INFORMATION PROVIDED Block Start
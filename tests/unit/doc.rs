use super::*;
use crate::render::rasterizer::{CompositingRasterizer, Rasterizer};
use crate::render::surface::capture_tree;

const DOC: &str = r#"{
    "id": "post-42",
    "width": 8,
    "height": 4,
    "background": {"r": 10, "g": 20, "b": 30, "a": 255},
    "corner_radius": 2,
    "nodes": [
        {"kind": "fill", "frame": {"x": 0, "y": 0, "width": 4, "height": 4},
         "color": {"r": 255, "g": 0, "b": 0, "a": 255},
         "children": [
            {"kind": "image", "frame": {"x": 1, "y": 1, "width": 2, "height": 2},
             "url": "https://example.com/a.png"}
         ]},
        {"kind": "image", "frame": {"x": 4, "y": 0, "width": 4, "height": 4},
         "url": "https://example.com/b.png", "size": {"width": 4, "height": 4}},
        {"kind": "blur", "frame": {"x": 0, "y": 0, "width": 8, "height": 4}, "sigma": 0.0}
    ]
}"#;

#[test]
fn parses_and_assigns_displayers_in_preorder() {
    let doc = SurfaceDoc::from_json_str(DOC).unwrap();
    assert_eq!(doc.variant, "default");
    let map = doc.resources();
    let urls: Vec<_> = map
        .iter()
        .map(|e| (e.displayer, e.resource.url.as_str().to_owned()))
        .collect();
    assert_eq!(
        urls,
        vec![
            (DisplayerId(0), "https://example.com/a.png".to_owned()),
            (DisplayerId(1), "https://example.com/b.png".to_owned()),
        ]
    );
    assert_eq!(map.iter().nth(1).unwrap().resource.size, Some(ImageSize::new(4, 4)));
}

#[test]
fn rejects_invalid_documents() {
    assert!(SurfaceDoc::from_json_str("{").is_err());
    assert!(SurfaceDoc::from_json_str(r#"{"id": "x", "width": 0, "height": 1}"#).is_err());
    assert!(SurfaceDoc::from_json_str(r#"{"id": " ", "width": 1, "height": 1}"#).is_err());
    assert!(
        SurfaceDoc::from_json_str(
            r#"{"id": "x", "width": 1, "height": 1, "nodes": [
                {"kind": "blur", "frame": {"x": 0, "y": 0, "width": 1, "height": 1}, "sigma": -1}
            ]}"#
        )
        .is_err()
    );
    assert!(
        SurfaceDoc::from_json_str(r#"{"id": "x", "width": 1, "height": 1, "extra": true}"#)
            .is_err()
    );
}

#[test]
fn oversized_documents_are_rejected_before_allocating() {
    let huge_surface = r#"{"id": "x", "width": 100000, "height": 100000}"#;
    assert!(matches!(
        SurfaceDoc::from_json_str(huge_surface),
        Err(SlideError::Validation(_))
    ));

    let huge_node = r#"{"id": "x", "width": 4, "height": 4, "nodes": [
        {"kind": "fill", "frame": {"x": 0, "y": 0, "width": 9000, "height": 1},
         "color": {"r": 0, "g": 0, "b": 0, "a": 255}}
    ]}"#;
    assert!(SurfaceDoc::from_json_str(huge_node).is_err());

    let huge_image = r#"{"id": "x", "width": 4, "height": 4, "nodes": [
        {"kind": "image", "frame": {"x": 0, "y": 0, "width": 4, "height": 4},
         "url": "https://example.com/a.png", "size": {"width": 20000, "height": 4}}
    ]}"#;
    assert!(SurfaceDoc::from_json_str(huge_image).is_err());

    let at_limit = format!(r#"{{"id": "x", "width": {MAX_SURFACE_EXTENT}, "height": 1}}"#);
    assert!(SurfaceDoc::from_json_str(&at_limit).is_ok());
}

#[test]
fn displayer_images_flow_into_rendered_nodes() {
    let doc = SurfaceDoc::from_json_str(DOC).unwrap();
    let mut surface = DocSurface::new(doc);
    surface.set_displayer_image(DisplayerId(0), Some(Bitmap::solid(2, 2, Rgba8::opaque(0, 0, 255))));

    let bmp = CompositingRasterizer.rasterize(capture_tree(&surface)).unwrap();
    assert_eq!(bmp.width(), 8);
    assert_eq!(bmp.pixel(0, 0), Some(Rgba8::opaque(255, 0, 0)));
    // Child image sits at fill origin + (1, 1).
    assert_eq!(bmp.pixel(1, 1), Some(Rgba8::opaque(0, 0, 255)));
    // Displayer 1 has no image yet, so the background shows.
    assert_eq!(bmp.pixel(6, 2), Some(Rgba8::opaque(10, 20, 30)));

    surface.set_displayer_image(DisplayerId(0), None);
    assert!(surface.displayer_image(DisplayerId(0)).is_none());
}

#[test]
fn presentations_update_the_snapshot() {
    let mut surface = DocSurface::new(SurfaceDoc::from_json_str(DOC).unwrap());
    let a = Bitmap::solid(1, 1, Rgba8::opaque(1, 1, 1));
    surface.present(Presentation::CrossFade {
        to: a.clone(),
        duration: std::time::Duration::from_millis(10),
    });
    assert!(surface.snapshot().is_some_and(|s| s.ptr_eq(&a)));
    surface.present(Presentation::Immediate(None));
    assert!(surface.snapshot().is_none());
}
INFORMATION PROVIDED Block End
GOAL OF THE EXERCISE:
Show the lines of the records that include the string "kind".

YOUR RESPONSE:
        {"kind": "fill", "frame": {"x": 0, "y": 0, "width": 4, "height": 4},
            {"kind": "image", "frame": {"x": 1, "y": 1, "width": 2, "height": 2},
        {"kind": "image", "frame": {"x": 4, "y": 0, "width": 4, "height": 4},
        {"kind": "blur", "frame": {"x": 0, "y": 0, "width": 8, "height": 4}, "sigma": 0.0}
                {"kind": "blur", "frame": {"x": 0, "y": 0, "width": 1, "height": 1}, "sigma": -1}
        {"kind": "fill", "frame": {"x": 0, "y": 0, "width": 9000, "height": 1},
        {"kind": "image", "frame": {"x": 0, "y": 0, "width": 4, "height": 4},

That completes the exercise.